I’ve added a new category to this blog: Sexy WIPs. What are Sexy WIPs? You may already have seen a few of them. They’re my own unpublished (some might say unpublishable) writing. I want to share them with you, free of charge.
As a writer, you’re always making sacrifices. Jokes, concepts, characters, and entire story arcs get thrown away in early drafts. Some stories start out promising, but never get anywhere. And sometimes, the revision process is nothing more than a gentler, more protracted, but no less exhausting way to beat a dead horse. Killing the horse might have meant something once, but a horse (or any other four-legged work animal) can only die once, and the more you beat it, the dustier and deader it gets.
There are two unpopular ideas about writing I have always clung to:
- Every creative work that anybody has ever written has an audience, somewhere. Some writing is better than others, and every publisher of writing has their own criteria by which they separate the multitudinous chaff from the rare germ. This means that the majority of writing will never be formally published. It does not mean that the stuff that does get published is necessarily better than the stuff that doesn’t; it’s just been deemed, by the curators of such things, to be likely to appeal to the widest possible audience of readers. I have a near endless back catalog of writing that, for whatever reason, is unlikely ever to be published in a venue in which I would be happy to see my writing appear. I hope you will enjoy reading it, regardless.

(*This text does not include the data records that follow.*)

//! Tracked-URL specs: add, remove, set, list, status
//!
//! Adds use `--no-refresh` so nothing is fetched. Page adds only reach a
//! local port with nothing listening.

use crate::prelude::*;

const APP: &str = "http://ci.example.com/job/app/";

#[test]
fn add_then_list() {
    let state = StateDir::empty();

    state
        .yajn()
        .args(&["add", "http://ci.example.com/job/app", "--no-refresh"])
        .passes()
        .stdout_has(&format!("Tracking {APP}"));

    state.yajn().args(&["list"]).passes().stdout_has("app");
}

#[test]
fn list_json_is_keyed_by_normalized_url() {
    let state = StateDir::empty();
    state.yajn().args(&["add", "http://ci.example.com/job/my%20app", "--no-refresh"]).passes();

    let jobs = state.yajn().args(&["list", "-o", "json"]).passes().json();

    let record = &jobs["http://ci.example.com/job/my app/"];
    assert_eq!(record["name"], "my app");
    assert_eq!(record["status"], "");
    assert_eq!(record["building"], false);
}

#[test]
fn jobs_file_uses_versioned_envelope() {
    let state = StateDir::empty();
    state.yajn().args(&["add", APP, "--no-refresh"]).passes();

    let file = state.read_json("jobs.json");

    assert_eq!(file["v"], 1);
    assert!(file["writer"].is_string());
    assert_eq!(file["jobs"][APP]["url"], APP);
}

#[test]
fn add_page_without_job_is_a_usage_error() {
    let state = StateDir::empty();

    state
        .yajn()
        .args(&["add", "--page", "http://ci.example.com/view/all/"])
        .fails()
        .code(EXIT_USAGE)
        .stderr_has("no job in page URL");

    assert!(!state.path().join("jobs.json").exists());
}

#[test]
fn add_page_that_cannot_be_verified_is_not_tracked() {
    let state = StateDir::empty();

    // Nothing listens on the discard port, so the connection is refused.
    state
        .yajn()
        .args(&["add", "--page", "http://127.0.0.1:9/job/app/42/console"])
        .fails()
        .code(1)
        .stderr_has("could not verify Jenkins job");

    assert!(!state.path().join("jobs.json").exists());
}

#[test]
fn add_twice_keeps_one_entry() {
    let state = StateDir::empty();
    state.yajn().args(&["add", APP, "--no-refresh"]).passes();
    state.yajn().args(&["add", APP, "--no-refresh"]).passes().stdout_has("Already tracking");

    let jobs = state.yajn().args(&["list", "-o", "json"]).passes().json();
    assert_eq!(jobs.as_object().map(|m| m.len()), Some(1));
}

#[test]
fn add_invalid_url_is_a_usage_error() {
    let state = StateDir::empty();

    state
        .yajn()
        .args(&["add", "ci.example.com/job/app", "--no-refresh"])
        .fails()
        .code(EXIT_USAGE)
        .stderr_has("not an http(s) URL");

    assert!(!state.path().join("jobs.json").exists());
}

#[test]
fn remove_stops_tracking() {
    let state = StateDir::empty();
    state.yajn().args(&["add", APP, "--no-refresh"]).passes();

    state.yajn().args(&["remove", APP]).passes().stdout_has("Removed");

    state.yajn().args(&["list"]).passes().stdout_has("No jobs tracked");
}

#[test]
fn remove_untracked_url_fails() {
    let state = StateDir::empty();
    state.yajn().args(&["remove", APP]).fails().code(EXIT_NOT_TRACKED).stderr_has("not tracked");
}

#[test]
fn refresh_untracked_url_fails() {
    let state = StateDir::empty();
    state.yajn().args(&["refresh", APP]).fails().code(EXIT_NOT_TRACKED);
}

#[test]
fn set_reads_urls_from_stdin() {
    let state = StateDir::empty();
    state.yajn().args(&["add", APP, "--no-refresh"]).passes();

    state
        .yajn()
        .args(&["set", "-"])
        .stdin("# nightly\nhttp://ci.example.com/job/a/\n\nhttp://ci.example.com/job/b\n")
        .passes()
        .stdout_has("Tracking 2 job(s)");

    let jobs = state.yajn().args(&["list", "-o", "json"]).passes().json();
    let urls: Vec<_> = jobs.as_object().unwrap().keys().cloned().collect();
    assert_eq!(urls, vec!["http://ci.example.com/job/a/", "http://ci.example.com/job/b/"]);
}

#[test]
fn set_reads_urls_from_file() {
    let state = StateDir::empty();
    let list = state.file("urls.txt", "http://ci.example.com/job/a/\n");

    state
        .yajn()
        .args(&["set", "--file", list.to_str().unwrap()])
        .passes()
        .stdout_has("Tracking 1 job(s)");
}

#[test]
fn set_without_urls_is_a_usage_error() {
    let state = StateDir::empty();
    state.yajn().args(&["set"]).fails().code(EXIT_USAGE);
}

#[test]
fn status_of_untouched_jobs_is_idle() {
    let state = StateDir::empty();
    state.yajn().args(&["add", APP, "--no-refresh"]).passes();

    let status = state.yajn().args(&["status", "-o", "json"]).passes().json();

    assert_eq!(status["text"], "");
    assert_eq!(status["color"], "#777777");
    assert_eq!(status["tooltip"], "No jobs");
}

#[test]
fn status_reads_jobs_written_elsewhere() {
    let state = StateDir::empty();
    state.file(
        "jobs.json",
        r#"{"http://ci/job/a/": {"url": "http://ci/job/a/", "name": "a", "status": "Failure",
            "building": false, "lastBuildNumber": "3"}}"#,
    );

    state.yajn().args(&["status"]).passes().stdout_has("1 Failed");
}

#[test]
fn corrupt_jobs_file_is_set_aside() {
    let state = StateDir::empty();
    state.file("jobs.json", "{ not json");

    state.yajn().args(&["list"]).passes().stdout_has("No jobs tracked");

    assert!(state.path().join("jobs.bak").exists());
}
// SPDX-License-Identifier: BUSL-1.1
// Copyright (c) 2026 Alfred Jean LLC

//! Shared test helpers for use across crates.
//!
//! Gated behind `#[cfg(any(test, feature = "test-support"))]`.

use crate::{BuildStatus, JobRecord, TrackedJob, ViewRecord};
use std::collections::BTreeMap;

/// Proptest strategies for core types.
pub mod strategies {
    use crate::status::BuildStatus;
    use proptest::prelude::*;

    pub fn arb_build_status() -> impl Strategy<Value = BuildStatus> {
        prop_oneof![
            Just(BuildStatus::Success),
            Just(BuildStatus::Unstable),
            Just(BuildStatus::Failure),
            Just(BuildStatus::Aborted),
            Just(BuildStatus::NotBuilt),
            Just(BuildStatus::Disabled),
            Just(BuildStatus::Unknown),
        ]
    }
}

/// Fetched leaf record for `url` with the given status and build number.
pub fn leaf(url: &str, status: BuildStatus, number: u64) -> TrackedJob {
    JobRecord::builder()
        .url(url)
        .name(crate::url::default_name(url))
        .status(status)
        .last_build_number(number)
        .build()
        .into()
}

/// View at `url` holding the given `(key, record)` sub-jobs.
pub fn view(url: &str, jobs: Vec<(&str, JobRecord)>) -> TrackedJob {
    let jobs: BTreeMap<String, JobRecord> =
        jobs.into_iter().map(|(key, job)| (key.to_string(), job)).collect();
    let summary = JobRecord { name: "All jobs".to_string(), ..JobRecord::placeholder(url) };
    ViewRecord { summary, jobs }.into()
}
// SPDX-License-Identifier: BUSL-1.1
// Copyright (c) 2026 Alfred Jean LLC

//! Single-glyph summary of every tracked job.
//!
//! Views contribute each of their sub-jobs. A building job is counted as
//! building regardless of its last status.

use crate::job::JobMap;
use crate::status::BuildStatus;
use serde::Serialize;

const COLOR_FAILURE: &str = "#c9302c";
const COLOR_UNSTABLE: &str = "#f0ad4e";
const COLOR_BUILDING: &str = "#337ab7";
const COLOR_SUCCESS: &str = "#5cb85c";
const COLOR_IDLE: &str = "#777777";

/// Counts by status across all leaf jobs.
#[derive(Debug, Clone, Copy, Default, PartialEq, Eq, Serialize)]
pub struct BadgeSummary {
    pub success: usize,
    pub unstable: usize,
    pub failure: usize,
    pub building: usize,
    /// Aborted, disabled, not built, unknown
    pub other: usize,
}

impl BadgeSummary {
    pub fn from_jobs(jobs: &JobMap) -> Self {
        let mut summary = Self::default();
        for job in jobs.values().flat_map(|tracked| tracked.leaves()) {
            if job.building {
                summary.building += 1;
                continue;
            }
            match job.status {
                BuildStatus::Success => summary.success += 1,
                BuildStatus::Unstable => summary.unstable += 1,
                BuildStatus::Failure => summary.failure += 1,
                _ => summary.other += 1,
            }
        }
        summary
    }

    /// Badge text: the highest-priority non-zero count, or empty.
    pub fn text(&self) -> String {
        [self.failure, self.unstable, self.building, self.success]
            .into_iter()
            .find(|n| *n > 0)
            .map(|n| n.to_string())
            .unwrap_or_default()
    }

    /// Badge background color, by the same priority as [`Self::text`].
    pub fn color(&self) -> &'static str {
        if self.failure > 0 {
            COLOR_FAILURE
        } else if self.unstable > 0 {
            COLOR_UNSTABLE
        } else if self.building > 0 {
            COLOR_BUILDING
        } else if self.success > 0 {
            COLOR_SUCCESS
        } else {
            COLOR_IDLE
        }
    }

    pub fn tooltip(&self) -> String {
        let parts: Vec<String> = [
            (self.failure, "Failed"),
            (self.unstable, "Unstable"),
            (self.building, "Building"),
            (self.success, "Successful"),
        ]
        .into_iter()
        .filter(|(n, _)| *n > 0)
        .map(|(n, label)| format!("{n} {label}"))
        .collect();

        if parts.is_empty() {
            "No jobs".to_string()
        } else {
            parts.join(" | ")
        }
    }
}

#[cfg(test)]
#[path = "badge_tests.rs"]
mod tests;
// SPDX-License-Identifier: BUSL-1.1
// Copyright (c) 2026 Alfred Jean LLC

//! Typed in-process event channels.

use std::sync::Arc;
use tokio::sync::broadcast;
use yajn_core::{JobMap, Options};

const CHANNEL_CAPACITY: usize = 64;

/// One broadcast channel per event kind. Clones share the channels.
///
/// Publishing with no subscribers is not an error. A subscriber that falls
/// behind sees `RecvError::Lagged` and should resync from the store.
#[derive(Clone)]
pub struct EventBus {
    jobs_changed: broadcast::Sender<Arc<JobMap>>,
    options_changed: broadcast::Sender<Options>,
    initialized: broadcast::Sender<Arc<JobMap>>,
}

impl Default for EventBus {
    fn default() -> Self {
        Self::new()
    }
}

impl EventBus {
    pub fn new() -> Self {
        Self {
            jobs_changed: broadcast::channel(CHANNEL_CAPACITY).0,
            options_changed: broadcast::channel(CHANNEL_CAPACITY).0,
            initialized: broadcast::channel(1).0,
        }
    }

    /// Full job map after every store mutation.
    pub fn subscribe_jobs(&self) -> broadcast::Receiver<Arc<JobMap>> {
        self.jobs_changed.subscribe()
    }

    pub fn subscribe_options(&self) -> broadcast::Receiver<Options> {
        self.options_changed.subscribe()
    }

    /// Fires once, when the startup refresh has settled.
    pub fn subscribe_initialized(&self) -> broadcast::Receiver<Arc<JobMap>> {
        self.initialized.subscribe()
    }

    pub(crate) fn publish_jobs(&self, jobs: Arc<JobMap>) {
        let _ = self.jobs_changed.send(jobs);
    }

    pub(crate) fn publish_options(&self, options: Options) {
        let _ = self.options_changed.send(options);
    }

    pub(crate) fn publish_initialized(&self, jobs: Arc<JobMap>) {
        let _ = self.initialized.send(jobs);
    }
}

- Revision does not always improve a work. Revision is important in academic writing because presenting a logical, structured and persuasive argument is similar to building a watch. It requires a great deal of fine tuning and clearing away of the tiniest speck of grit. Creative writing, however, does not always come from a place of logic. Creative writing is a fever, and there’s a great deal of energy inherent in its first creation. It is sloppy energy, like a spray of colorful vomit across a pattern of linoleum tiles. You can go back in and mop it up, presenting to the reader a nice clean grid of pea-green linoleum, but you risk mopping up the same thing that made it so contagious in the first place. Inspiration is not a thesis.
Sexy WIPs are the intersection of those two beliefs. They are writing (usually fiction) that I believe are worth reading, even if I don’t think they are worth publishing. They are ephemeral, glimpses of ideas I chose not or was unable to pursue to their conclusion. Some are things I am working on today. Others date all the way back to high school, when I was full of promise and not yet bored inside my own skull. I think that there are people in the world aside from me who will enjoy them, and I sincerely hope that those people find their way to this cozy little corner of the internet.
Now excuse me while I go hork up another one.